Score Foundation, as a member of the Daisy Forum of India (DFI) played a leading role in creating and curating communications collaterals for the launch. We actively spread awareness about the significance and relevance of the launch on social media. The Ministry for Social Justice and Empowerment and other influential stakeholders also joined in the larger conversation. Mr. George Abraham, CEO of Score Foundation chaired a topical and relevant panel discussion on the challenges plaguing over 12 million people with print disabilities in India. Only 1 percent of the content that is produced in our country is accessible, an appallingly low figure. The launch of Sugamya Pustakalaya is thus a timely and a much-needed initiative. It brings together books from all over the country, ensures that quality standards are being met with and duplication of converting books into accessible formats is reduced.

Launch of Sugamya Pustakalaya at Vigyan Bhavan, New Delhi

It is also a matter of great pride that India was the first country to ratify the Marrakesh Treaty, which has come into force recently on 30th September, 2016. In all countries that are a party to the Marrakesh Treaty, domestic copyright law does not apply to the sharing and distribution of books in accessible formats. Import and export of accessible versions of books is allowed, without any requirement for the copyright holder’s permissions.
Score Foundation’s mission is to enable persons with blindness to achieve their full potential through access to a wide variety of rich resources.
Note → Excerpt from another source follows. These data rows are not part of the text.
//! Token infrastructure - generation and the single-use ledger

mod generator;
mod ledger;

pub use generator::TokenGenerator;
pub use ledger::TokenLedger;
use serde::Deserialize;

/// Application configuration
#[derive(Debug, Clone, Deserialize, Default)]
#[serde(default)]
pub struct AppConfig {
    pub database: DatabaseConfig,
    pub hasher: HasherConfig,
    pub tokens: TokenConfig,
    pub cache: CacheConfig,
    pub mail: MailConfig,
    pub logging: LoggingConfig,
}

#[derive(Debug, Clone, Deserialize)]
#[serde(default)]
pub struct DatabaseConfig {
    pub url: String,
    pub max_connections: u32,
    pub min_connections: u32,
    pub acquire_timeout_secs: u64,
    /// How long SQLite waits on a locked database before failing
    pub busy_timeout_secs: u64,
}

/// Argon2id cost parameters, fixed system-wide
#[derive(Debug, Clone, Copy, PartialEq, Eq, Deserialize)]
#[serde(default)]
pub struct HasherConfig {
    pub time_cost: u32,
    pub memory_kib: u32,
    pub parallelism: u32,
    pub salt_length: usize,
    pub key_length: usize,
}

#[derive(Debug, Clone, Copy, PartialEq, Eq, Deserialize)]
#[serde(default)]
pub struct TokenConfig {
    pub signup_ttl_secs: u64,
    pub reset_ttl_secs: u64,
    /// Random bytes per token before encoding
    pub token_bytes: usize,
}

#[derive(Debug, Clone, Deserialize)]
#[serde(default)]
pub struct CacheConfig {
    pub max_capacity: u64,
}

#[derive(Debug, Clone, Deserialize)]
#[serde(default)]
pub struct MailConfig {
    /// Public host links in mails point at
    pub domain: String,
    pub from: String,
}

#[derive(Debug, Clone, Deserialize)]
#[serde(default)]
pub struct LoggingConfig {
    pub level: String,
    pub format: LogFormat,
}

#[derive(Debug, Clone, Deserialize, Default, PartialEq, Eq)]
#[serde(rename_all = "lowercase")]
pub enum LogFormat {
    #[default]
    Pretty,
    Json,
}

impl Default for DatabaseConfig {
    fn default() -> Self {
        Self {
            url: "sqlite://authkeep.db".to_string(),
            max_connections: 5,
            min_connections: 1,
            acquire_timeout_secs: 30,
            busy_timeout_secs: 5,
        }
    }
}

impl Default for HasherConfig {
    fn default() -> Self {
        Self {
            time_cost: 4,
            memory_kib: 64 * 1024,
            parallelism: 4,
            salt_length: 32,
            key_length: 256,
        }
    }
}

impl Default for TokenConfig {
    fn default() -> Self {
        Self {
            signup_ttl_secs: 12 * 60 * 60,
            reset_ttl_secs: 60 * 60,
            token_bytes: 32,
        }
    }
}

impl Default for CacheConfig {
    fn default() -> Self {
        Self {
            max_capacity: 10_000,
        }
    }
}

impl Default for MailConfig {
    fn default() -> Self {
        Self {
            domain: "localhost:3000".to_string(),
            from: "no-reply@localhost".to_string(),
        }
    }
}

impl Default for LoggingConfig {
    fn default() -> Self {
        Self {
            level: "info".to_string(),
            format: LogFormat::default(),
        }
    }
}

impl AppConfig {
    pub fn load() -> Result<Self, config::ConfigError> {
        let config = config::Config::builder()
            .add_source(config::File::with_name("config/default").required(false))
            .add_source(config::File::with_name("config/local").required(false))
            .add_source(
                config::Environment::with_prefix("AUTHKEEP")
                    .separator("__")
                    .try_parsing(true),
            )
            .build()?;

        config.try_deserialize()
    }
}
The work of our pan-India Eyeway helpdesk is also helping to achieve this mission. Our helpdesk counsellors recently helped two young people out with their academic challenges and struggles caused by lack of adequate accessible study material. 

Learning made accessible

Sukumar (name changed), a student of class 11 from Tumkur, Karnataka with 100 percent blindness contacted the Eyeway helpdesk in August, 2016. He informed our counsellor that he was facing difficulties with his studies as he did not have books on the subjects of History, Economics, Political Science and Sociology in an accessible format. Read more

Thomas (name changed), a 31 year old man from Dindikal, Tamil Nadu also reached out to our helpdesk in August. He has 100 percent blindness and is currently pursuing his M.A. in English.  Read  more

Now, with Sugamya Pustakalaya being functional, our helpdesk is receiving queries from people on how to register on it and how to use its various features. As a part of the training session that was conducted for our counsellors between August 22 and August 26, 2016, Mr. Prashant Verma, Chairman of the Sugamya Pustakalaya Committee of the DFI conducted a special session at Score Foundation. He explained in detail all aspects of the online library to the counsellors and apprised them of various potential queries that people may call in for.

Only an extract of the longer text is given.